One of the earliest ones to show up is the Serviceberry (Amelanchier spp). They typically bloom in early May, and in fact are in full fruit right now. The berries are juicy and quite tasty.
Also in early May is Pawpaw (Asimina triloba). The flowers actually start to open before the leaves are very far along. It is a rare shrub in southwestern Ontario, confined to some of the best quality woodlots on rich, well-developed soil.
The female flowers are considerably less obvious.
A much more common member of the same family as the Cucumber Magnolia, and arguably the flagship species of the Carolinian Life Zone (CLZ) is Tuliptree (Liriodendron tulipifera).
On some of the sandy shorelines of the Lake Erie, especially places like Rondeau, Point Pelee and Pelee Island, one can find reasonably healthy populations of this next species: Common Hop-tree (Ptelea trifoliata), although it is anything but 'common'. In fact it is legally a Threatened species in Ontario and Canada.
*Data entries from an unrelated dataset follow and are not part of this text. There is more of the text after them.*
/*
 * lock_wait.rs
 *
 * A lock wait interrupted by some unrelated signal goes back to waiting.
 * Only the expired flag ends it early.
 *
 * Runs without the libtest harness: SIGALRM and SIGUSR1 are sent to the
 * process, and with a single thread they can only land on the one blocked
 * in fcntl. Under the harness another thread could take them and the
 * wait would never see EINTR.
 */

use std::os::unix::process::ExitStatusExt;
use std::path::Path;
use std::process::{Child, Command, Stdio};
use std::sync::atomic::{AtomicBool, Ordering};
use std::time::{Duration, Instant};

use cronutils::signal::install_handler;
use cronutils::{CronError, Signal, acquire_lock};

const WAIT_BOUND_SECS: u32 = 3;

static USR1_SEEN: AtomicBool = AtomicBool::new(false);

extern "C" fn note_usr1(_sig: i32) {
    USR1_SEEN.store(true, Ordering::SeqCst);
}

/* another runlock holds `lock` until we kill it */
fn hold_lock(lock: &Path) -> Child {
    let holder = Command::new(env!("CARGO_BIN_EXE_runlock"))
        .args(["-f", lock.to_str().unwrap(), "sleep", "30"])
        .stdin(Stdio::null())
        .spawn()
        .unwrap();

    let expected = format!("{}\n", holder.id());
    let deadline = Instant::now() + Duration::from_secs(10);
    while std::fs::read_to_string(lock).ok().as_deref() != Some(expected.as_str()) {
        assert!(Instant::now() < deadline, "holder never took the lock");
        std::thread::sleep(Duration::from_millis(10));
    }
    holder
}

fn interrupted_wait_still_times_out() {
    let dir = tempfile::tempdir().unwrap();
    let lock = dir.path().join("job.lock");
    let mut holder = hold_lock(&lock);

    let saved = install_handler(Signal::SIGUSR1, note_usr1, &[]).unwrap();
    let mut poker = Command::new("sh")
        .args(["-c", &format!("sleep 1; kill -USR1 {}", std::process::id())])
        .spawn()
        .unwrap();

    let start = Instant::now();
    let result = acquire_lock(&lock, WAIT_BOUND_SECS);
    let waited = start.elapsed();

    let _ = poker.wait();
    saved.restore().unwrap();

    // SAFETY: holder is our own child.
    unsafe { libc::kill(i32::try_from(holder.id()).unwrap(), libc::SIGTERM) };
    let holder_status = holder.wait().unwrap();

    assert!(USR1_SEEN.load(Ordering::SeqCst), "SIGUSR1 never arrived");
    assert!(
        matches!(result, Err(CronError::LockTimedOut(WAIT_BOUND_SECS))),
        "{result:?}"
    );
    assert_eq!(result.unwrap_err().exit_code(), 73);
    assert!(
        waited >= Duration::from_millis(2900),
        "gave up after {waited:?}, before the full bound"
    );
    assert!(waited < Duration::from_secs(10), "waited {waited:?}");
    assert_eq!(holder_status.signal(), Some(libc::SIGTERM));
}

fn main() {
    print!("test interrupted_wait_still_times_out ... ");
    interrupted_wait_still_times_out();
    println!("ok");
}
|Fragrant Sumac (Rhus aromatica)|
|Choke Cherry (Prunus virginiana)|
|Winter Berry (Ilex verticillata)|
While I was busy photographing parts of trees for a tree identification project, I had to look for flowers of as many species as possible. I must admit that over the years I had noticed the male flowers of the various oak trees, but I had never given much thought to what the female flowers looked like. When I eventually found them, I had to use the full extent of my macro equipment!
This next photo shows the male flowers of a White Oak (Quercus alba). They are quite obvious, but not quite the size of the developing leaves.
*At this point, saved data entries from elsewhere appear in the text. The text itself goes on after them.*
/*
 * lib.rs
 *
 * Exists mostly for testing. Integration tests need our types, doc tests
 * need a lib. You could use this as a library but honestly just shell out.
 *
 * One process supervises one child at a time: the supervisor state, the
 * interval timer and the signal dispositions are all process-wide.
 */

//! # cronutils
//!
//! Cron job wrappers that run one command and enforce something around it:
//!
//! - `runalarm` kills the command's process group after a timeout
//! - `runlock` holds an exclusive lock file while the command runs
//! - `runstat` records the command's exit status and resource usage
//!
//! ## Quick Start
//!
//! ```rust
//! use cronutils::{ChildStatus, parse_timeout};
//!
//! assert_eq!(parse_timeout("30").unwrap(), 30);
//! assert!(parse_timeout("-1").is_err());
//!
//! // shell convention: 128 + signal number
//! assert_eq!(ChildStatus::Signaled(15).exit_code(), 143);
//! assert_eq!(ChildStatus::Exited(3).exit_code(), 3);
//! ```

pub mod alarm;
pub mod args;
pub mod collectd;
pub mod error;
pub mod lock;
pub mod logging;
pub mod process;
pub mod signal;
pub mod stats;
pub mod supervisor;
pub mod tempdir;
pub mod timer;

pub use alarm::{AlarmConfig, AlarmResult, run_with_timeout};
pub use args::{AlarmArgs, LockArgs, StatArgs, Tool, parse_timeout};
pub use error::{CronError, Result, exit_codes};
pub use lock::{HeldLock, LockConfig, LockOutcome, acquire_lock, resolve_lock_path, run_locked};
pub use signal::{Signal, signal_name};
pub use stats::{StatConfig, Statistics, resolve_stats_path, run_with_stats};
pub use supervisor::{ChildStatus, SUPERVISOR, kill_process_group, run_subprocess};
pub use tempdir::{command_basename, make_tempdir, make_tempdir_in};

/* tests that fork, arm the itimer or swap signal handlers share process
 * state; they take this first */
#[cfg(test)]
pub(crate) fn test_serial() -> std::sync::MutexGuard<'static, ()> {
    static SERIAL: std::sync::Mutex<()> = std::sync::Mutex::new(());
    SERIAL
        .lock()
        .unwrap_or_else(std::sync::PoisonError::into_inner)
}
Here are the flowers of a Chinquapin Oak (Quercus muhlenbergii), barely the width of the leaf stem.....
.....and the similarly sized flowers of Black Oak (Quercus velutina), almost concealed at the base of a leaf stem.
Just think, each mighty oak tree you see, had its humble beginnings developing as an acorn in a tiny flower smaller than an eraser on the end of a pencil!